Restons aux Etats-Unis auprès de Strange Powers, le projet de Josh Powers. Originaire de Denver, Powers tisse une toile macabre pour envelopper « Sinkin 'Down » et le résultat emprunte une coloration très 'dark'!
Scorpion Violente adapte le plus grand hit de Snowy Red, « Euroshima (Wardance) ». Le son est minimal, un peu crasseux et très sexuel. Un rituel pour cette formation synth-punk issu de Metz, en France. On se croirait dans une boite SM, à l’écoute de trance psychédélique : un grand moment!
La seconde face du premier disque s’ouvre dans un climat totalement différent. Cold-wave, éthéré et romantique. La chanteuse italienne Valentina Mushy y attaque « Baby Tonight » et on a vraiment l'impression que la compo est issue de son répertoire. Joli!
Violet Tremors est un autre duo qui s’est malheureusement séparé, voici peu. Leur enregistrement de « It's So Good » est incroyable. Sonorités de synthé vintage, beat puissant et voix féminines dominatrices : Jessica White et Lorene Simpson ont un feeling très sensuel et on le ressent !
Place ensuite à la version du « Nowhere » par Mirror Mirror, un duo new-yorkais composé de David Riley et Ryan Lucero. Elle est très proche de l'originale et c'est une tuerie pour le dancefloor. Regardez la vidéo là
Adapté par Meddicine, « The Long Run » marque une rupture complète. Cette artiste anglaise est en effet spécialisée dans les musiques fracturées pop-noise et les paysages sonores industriels. Alimentée par de vieux sons de synthé et entretenue par sa voix envoûtante et mystérieuse, l'atmosphère est lancinante. Un morceau très expérimental, mais passionnant!
Signé Micky Mike, Carol et Boubou, « Breakdown » est devenu un énorme hit new-beat pour Snowy Red. Il est repris par Nové Mura, le projet solo de Lawrence Pearce. Installé à Los Angeles, ce musicien a également joué chez // TENSE //. Caractérisé par son beat puissant et son énorme riff de basse, cette version est solide.
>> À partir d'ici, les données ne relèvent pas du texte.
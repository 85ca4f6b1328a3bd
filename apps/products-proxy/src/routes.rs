//! HTTP routes of the products proxy.
//!
//! ```text
//! GET /health                                   "OK"
//! GET /api/v1/locations/{location_id}/products  upstream JSON, passed through
//! ```

use std::sync::Arc;

use axum::extract::{Path, RawQuery, State};
use axum::response::IntoResponse;
use axum::routing::get;
use axum::{Json, Router};
use serde_json::Value;
use storefront_client::{ClientConfig, SharedFetcher};
use storefront_core::validation::validate_location_id;
use tracing::{debug, error, instrument, warn};

use crate::error::ProxyError;

/// Shared state of the proxy handlers.
pub struct ProxyState {
    pub client: ClientConfig,
    pub upstream: SharedFetcher,
}

pub fn router(state: Arc<ProxyState>) -> Router {
    Router::new()
        .route("/health", get(health_handler))
        .route("/api/v1/locations/{location_id}/products", get(products_handler))
        .with_state(state)
}

async fn health_handler() -> impl IntoResponse {
    "OK"
}

pub fn products_path(location_id: &str, query: Option<&str>) -> String {
    match query.filter(|q| !q.is_empty()) {
        Some(query) => format!("/api/v1/locations/{}/products?{}", location_id, query),
        None => format!("/api/v1/locations/{}/products", location_id),
    }
}

/// Forwards a product listing request with the server-held API key.
#[instrument(skip(state, query))]
pub async fn products_handler(
    State(state): State<Arc<ProxyState>>,
    Path(location_id): Path<String>,
    RawQuery(query): RawQuery,
) -> Result<Json<Value>, ProxyError> {
    if let Err(e) = state.client.credentials() {
        error!(error = %e, "Refusing to proxy products without commerce API credentials");
        return Err(e.into());
    }
    validate_location_id(&location_id).map_err(|e| ProxyError::InvalidInput(e.to_string()))?;

    let path = products_path(&location_id, query.as_deref());
    match state.upstream.get(&path).await {
        Ok(body) => {
            debug!("Products proxied");
            Ok(Json(body))
        }
        Err(e) => {
            warn!(error = %e, "Upstream products request failed");
            Err(e.into())
        }
    }
}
Jessy Champagne (Jewels of the Nile) se charge des backing vocals féminins. Pour info, elle vient de créer un nouveau projet en compagnie de l’ex-// TENSE //, Robert Lane.
La deuxième plaque débute par une cover d’« Euroshima (Wardance) » signée Revelator, le projet solo de Ben Chisholm, le partenaire de Chelsea Wolfe. Par rapport à celle de Scorpion Violente, le morceau est plus ambient, orienté electronica ; et les sonorités sont chatoyantes. Freddy Ruppert (Former Ghosts) se charge des vocaux. Regardez la vidéo de cette chanson ici
La relecture de « Lies In Your Eyes » par Animal Bodies est un hit potentiel ! Le rythme ensorcèle instantanément grâce à une ligne de basse séquencée et un beat très accrocheur. L’empreinte du groupe canadien (Vancouver) procède de ses riffs de guitare stridents et des vocaux imposants. Perso, il s’agit clairement de la meilleure plage de l'opus. Écoutez-la sur Bandcamp là
Newclear Waves, c’est le projet d'Alessandro Adriani (Mannequin Records). Il nous réserve une version technoïde et hypnotique de « Blood Blood Blood ». Quasi enfantine, la petite mélodie est issue de la plume de Micky Mike. Elle est ici exécutée sur un ton beaucoup plus bas, de manière à procurer une sensation complètement différente, plus menaçante, plus énigmatique.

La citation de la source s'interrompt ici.